Public or Confidential Client?

Both

Description

Existing implementation of pro-active token refresh (based on refresh_in) does not seem right. Note that this is only implemented in AcquireTokenSilent - so it affects both Public Client and Confidential Client (web site).

Scenario:

1. app gets a token from ESTS with expires_in 60 min and refresh in = 30 min
2. after 45 min an ESTS outage happens
3. app requests the token to MSAL. MSAL makes a requests goes to ESTS but ESTS is down

Actual: UI required exception and app is blocked during ESTS outage Expected: exception should be silent and token should be returned from cache (it is still valid!)

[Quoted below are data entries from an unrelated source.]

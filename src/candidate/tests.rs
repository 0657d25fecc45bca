use assert_float_eq::*;
use rustc_hash::FxHashMap;
use tinyrand::{Seeded, StdRand};

use super::*;
use crate::testing::{leg, slate};

fn assembler(constraints: Constraints, options: BuildOptions) -> Assembler {
    Assembler::try_from(Config {
        constraints,
        options,
    })
    .unwrap()
}

fn assert_invariants(candidates: &[Candidate], constraints: &Constraints, target_payout: f64) {
    for candidate in candidates {
        let mut games = candidate.legs.iter().map(|leg| &leg.game_id).collect::<Vec<_>>();
        games.sort();
        games.dedup();
        assert_eq!(candidate.legs.len(), games.len(), "duplicate game in {:?}", candidate.leg_ids);

        assert!(
            constraints.leg_counts().contains(&candidate.legs.len()),
            "{} legs in {:?}",
            candidate.legs.len(),
            candidate.leg_ids
        );
        assert!(candidate.payout >= target_payout - 0.01);
        assert!(candidate.est_hit_prob > 0.0);
        assert!(candidate.est_hit_prob <= probs::MAX_LEG_PROB.powi(candidate.legs.len() as i32) * (1.0 + 1e-9));

        let mut teams = FxHashMap::default();
        for team in candidate.legs.iter().filter_map(|leg| leg.team.as_ref()) {
            *teams.entry(team).or_insert(0) += 1;
        }
        assert!(teams.values().all(|&count| count <= constraints.max_per_team));

        assert_eq!(
            candidate.leg_ids,
            candidate.legs.iter().map(|leg| leg.id.clone()).collect::<Vec<_>>()
        );
    }
}

#[test]
fn empty_pool() {
    let candidates = build_candidates(Tier::FiftyK, 10.0, &[], 20).unwrap();
    assert!(candidates.is_empty());
}

#[test]
fn single_flagged_leg() {
    let pool = vec![leg("l1", "g1", 2.0, 70.0).with_risk_flag("injury")];
    let candidates = Assembler::default()
        .assemble(Tier::FiftyK, 10.0, &pool, &mut StdRand::seed(1))
        .unwrap();
    assert!(candidates.is_empty());
}

#[test]
fn insufficient_legs_is_not_an_error() {
    let pool = slate(5, 1);
    let candidates = Assembler::default()
        .assemble(Tier::FiftyK, 1_000.0, &pool, &mut StdRand::seed(1))
        .unwrap();
    assert!(candidates.is_empty());
}

#[test]
fn payout_below_target_is_rejected() {
    let pool = (0..6)
        .map(|index| leg(format!("l{index}"), format!("g{index}"), 2.0, 60.0))
        .collect::<Vec<_>>();
    let constraints = Constraints {
        min_legs: 6,
        max_legs: 6,
        ..Constraints::default()
    };
    // 2^6 = 64, and 64 * 100 = 6,400 falls well short of 50,000
    let candidates = assembler(constraints, BuildOptions::default())
        .assemble(Tier::FiftyK, 100.0, &pool, &mut StdRand::seed(1))
        .unwrap();
    assert!(candidates.is_empty());
}

#[test]
fn payout_at_target_is_accepted() {
    let pool = (0..6)
        .map(|index| leg(format!("l{index}"), format!("g{index}"), 2.0, 60.0))
        .collect::<Vec<_>>();
    let constraints = Constraints {
        min_legs: 6,
        max_legs: 6,
        ..Constraints::default()
    };
    let stake = 50_000.0 / 64.0;
    let candidates = assembler(constraints, BuildOptions::default())
        .assemble(Tier::FiftyK, stake, &pool, &mut StdRand::seed(1))
        .unwrap();
    assert_eq!(1, candidates.len());
    assert_float_absolute_eq!(64.0, candidates[0].decimal_product, 1e-9);
    assert_float_absolute_eq!(50_000.0, candidates[0].payout, 1e-9);
    assert_float_relative_eq!(0.6f64.powi(6), candidates[0].est_hit_prob, 1e-9);
}

#[test]
fn dedup_single_leg_set() {
    let pool = (0..6)
        .map(|index| leg(format!("l{index}"), format!("g{index}"), 3.5, 60.0 + index as f64))
        .collect::<Vec<_>>();
    let constraints = Constraints {
        min_legs: 6,
        max_legs: 6,
        ..Constraints::default()
    };
    let assembler = assembler(constraints, BuildOptions::default());
    for seed in 0..2 {
        let candidates = assembler
            .assemble(Tier::HundredK, 100.0, &pool, &mut StdRand::seed(seed))
            .unwrap();
        assert_eq!(1, candidates.len());
        let mut leg_ids = candidates[0].leg_ids.clone();
        leg_ids.sort();
        assert_eq!(vec!["l0", "l1", "l2", "l3", "l4", "l5"], leg_ids);
    }
}

#[test]
fn seeded_with_top_edges() {
    let pool = (0..6)
        .map(|index| leg(format!("l{index}"), format!("g{index}"), 3.5, 60.0 + index as f64))
        .collect::<Vec<_>>();
    let constraints = Constraints {
        min_legs: 6,
        max_legs: 6,
        ..Constraints::default()
    };
    let candidates = assembler(constraints, BuildOptions::default())
        .assemble(Tier::HundredK, 100.0, &pool, &mut StdRand::seed(3))
        .unwrap();
    assert_eq!(vec!["l5", "l4", "l3"], candidates[0].leg_ids[..3].to_vec());
}

#[test]
fn invariants_hold_over_a_slate() {
    let pool = slate(20, 3);
    let constraints = Constraints::default();
    let assembler = assembler(constraints.clone(), BuildOptions::default());
    for seed in 0..5 {
        let candidates = assembler
            .assemble(Tier::FiftyK, 10.0, &pool, &mut StdRand::seed(seed))
            .unwrap();
        assert_eq!(20, candidates.len());
        assert_invariants(&candidates, &constraints, Tier::FiftyK.target_payout());

        let mut keys = candidates
            .iter()
            .map(|candidate| {
                let mut leg_ids = candidate.leg_ids.clone();
                leg_ids.sort();
                leg_ids
            })
            .collect::<Vec<_>>();
        keys.sort();
        keys.dedup();
        assert_eq!(20, keys.len(), "candidates must be distinct");
    }
}

#[test]
fn ranked_by_expected_value() {
    let pool = slate(20, 3);
    let candidates = Assembler::default()
        .assemble(Tier::FiftyK, 10.0, &pool, &mut StdRand::seed(42))
        .unwrap();
    assert!(!candidates.is_empty());
    for pair in candidates.windows(2) {
        assert!(pair[0].expected_value() >= pair[1].expected_value());
    }
}

#[test]
fn team_cap_is_enforced() {
    // three teams shared across twelve games, so the per-team cap binds before the per-game rule
    let pool = (0..12)
        .map(|index| {
            leg(format!("l{index}"), format!("g{index}"), 3.0, 70.0).with_team(format!("t{}", index % 3))
        })
        .collect::<Vec<_>>();
    let constraints = Constraints {
        min_legs: 3,
        max_legs: 8,
        max_per_team: 2,
        ..Constraints::default()
    };
    let candidates = assembler(constraints.clone(), BuildOptions::default())
        .assemble(Tier::FiftyK, 100.0, &pool, &mut StdRand::seed(9))
        .unwrap();
    assert!(!candidates.is_empty());
    assert_invariants(&candidates, &constraints, Tier::FiftyK.target_payout());
    assert!(candidates.iter().all(|candidate| candidate.legs.len() <= 6));
}

#[test]
fn reproducible_for_seed() {
    let pool = slate(15, 4);
    let assembler = Assembler::default();
    let first = assembler
        .assemble(Tier::HundredK, 25.0, &pool, &mut StdRand::seed(77))
        .unwrap();
    let second = assembler
        .assemble(Tier::HundredK, 25.0, &pool, &mut StdRand::seed(77))
        .unwrap();
    assert_eq!(first, second);
}

#[test]
fn max_candidates_respected() {
    let pool = slate(20, 3);
    let options = BuildOptions {
        max_candidates: 3,
        ..BuildOptions::default()
    };
    let candidates = assembler(Constraints::default(), options)
        .assemble(Tier::FiftyK, 10.0, &pool, &mut StdRand::seed(5))
        .unwrap();
    assert_eq!(3, candidates.len());
}

#[test]
fn unreachable_tier() {
    let pool = slate(20, 3);
    let candidates = Assembler::default()
        .assemble(Tier::OneM, 0.01, &pool, &mut StdRand::seed(5))
        .unwrap();
    assert!(candidates.is_empty());
}

#[test]
fn invalid_stake() {
    let pool = slate(20, 3);
    for stake in [0.0, -5.0, f64::NAN, f64::INFINITY] {
        let result = Assembler::default().assemble(Tier::FiftyK, stake, &pool, &mut StdRand::seed(5));
        assert!(matches!(result, Err(BuildError::InvalidStake(_))));
    }
    assert_eq!(
        "stake must be a positive, finite amount, got -5",
        validate_stake(-5.0).unwrap_err().to_string()
    );
}

#[test]
fn invalid_config() {
    let config = Config {
        options: BuildOptions {
            attempts: 0,
            ..BuildOptions::default()
        },
        ..Config::default()
    };
    assert_eq!(
        "number of attempts must be at least 1",
        Assembler::try_from(config).unwrap_err().to_string()
    );
}

#[test]
fn candidate_serializes_camel_case() {
    let candidate = Candidate {
        leg_ids: vec!["l1".into()],
        payout: 20.5,
        decimal_product: 2.05,
        est_hit_prob: 0.6,
        legs: vec![],
    };
    let json = serde_json::to_string(&candidate).unwrap();
    assert_eq!(
        r#"{"legIds":["l1"],"payout":20.5,"decimalProduct":2.05,"estHitProb":0.6,"legs":[]}"#,
        json
    );
}

#[test]
fn max_achievable() {
    let legs = [leg("a", "g1", 1.5, 60.0), leg("b", "g2", 3.0, 60.0), leg("c", "g3", 2.0, 60.0)];
    let pool = legs.iter().collect::<Vec<_>>();
    assert_float_absolute_eq!(60.0, max_achievable_payout(&pool, 2, 10.0), 1e-9);
    assert_float_absolute_eq!(90.0, max_achievable_payout(&pool, 5, 10.0), 1e-9);
}

#[test]
fn rounding() {
    assert_eq!(6400.0, round_cents(6400.004));
    assert_eq!(1234.57, round_cents(1234.5678));
}

#[test]
fn payout_exactly_at_target_survives_unreachability_check() {
    // the descending product of these prices falls an ulp short of the target, while the orders
    // in which the assembler multiplies them mostly reach it exactly
    let pool = vec![
        leg("s1", "g1", 1.6, 90.0),
        leg("s2", "g2", 1.86, 85.0),
        leg("s3", "g3", 2.29, 80.0),
        leg("f1", "g4", 2.39, 60.0),
        leg("f2", "g5", 2.98, 60.0),
        leg("f3", "g6", 3.16, 60.0),
    ];
    let constraints = Constraints {
        min_legs: 6,
        max_legs: 6,
        ..Constraints::default()
    };
    let stake = 325.98704972696135;
    let legs = pool.iter().collect::<Vec<_>>();
    assert!(max_achievable_payout(&legs, 6, stake) < Tier::FiftyK.target_payout());

    let candidates = assembler(constraints, BuildOptions::default())
        .assemble(Tier::FiftyK, stake, &pool, &mut StdRand::seed(1))
        .unwrap();
    assert_eq!(1, candidates.len());
    assert_eq!(vec!["s1", "s2", "s3"], candidates[0].leg_ids[..3].to_vec());
    assert_eq!(50_000.0, candidates[0].payout);
}

#[test]
fn unbounded_leg_count_and_candidate_limit() {
    let pool = slate(20, 3);
    let constraints = Constraints {
        max_legs: usize::MAX,
        ..Constraints::default()
    };
    let options = BuildOptions {
        max_candidates: usize::MAX,
        attempts: 50,
        ..BuildOptions::default()
    };
    let candidates = assembler(constraints.clone(), options)
        .assemble(Tier::FiftyK, 10.0, &pool, &mut StdRand::seed(8))
        .unwrap();
    assert!(!candidates.is_empty());
    assert!(candidates.len() <= 50);
    assert!(candidates.iter().all(|candidate| candidate.legs.len() <= 20));
    assert_invariants(&candidates, &constraints, Tier::FiftyK.target_payout());
}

See https://github.com/AzureAD/microsoft-authentication-library-for-js/blob/0648d17c0923e44ac525b36ca926828db4776716/lib/msal-common/src/client/SilentFlowClient.ts#L129 for code

See https://identitydivision.visualstudio.com/DevEx/_git/AuthLibrariesApiReview?path=/RefreshAtExpirationPercentage/overview.md&version=GBdev&anchor=key-case-sensitivity for spec - particularly acceptance test 3

Error Message

No response

Msal Logs

No response

MSAL Configuration

AcquireTokenSilent is affected by this, when CAE is enabled - LLT tokens + refresh_in is given to MSAL.

Relevant Code Snippets

n/a

Reproduction Steps

see above

Expected Behavior

see above

Identity Provider

Azure AD / MSA

Browsers Affected (Select all that apply)

Other

Regression

No response

Source

Internal (Microsoft)

[bgavrilMS]

@Robbie-Microsoft is looking at using refresh_in correctly for client_credentials, I would think we can come up with a solution everywhere.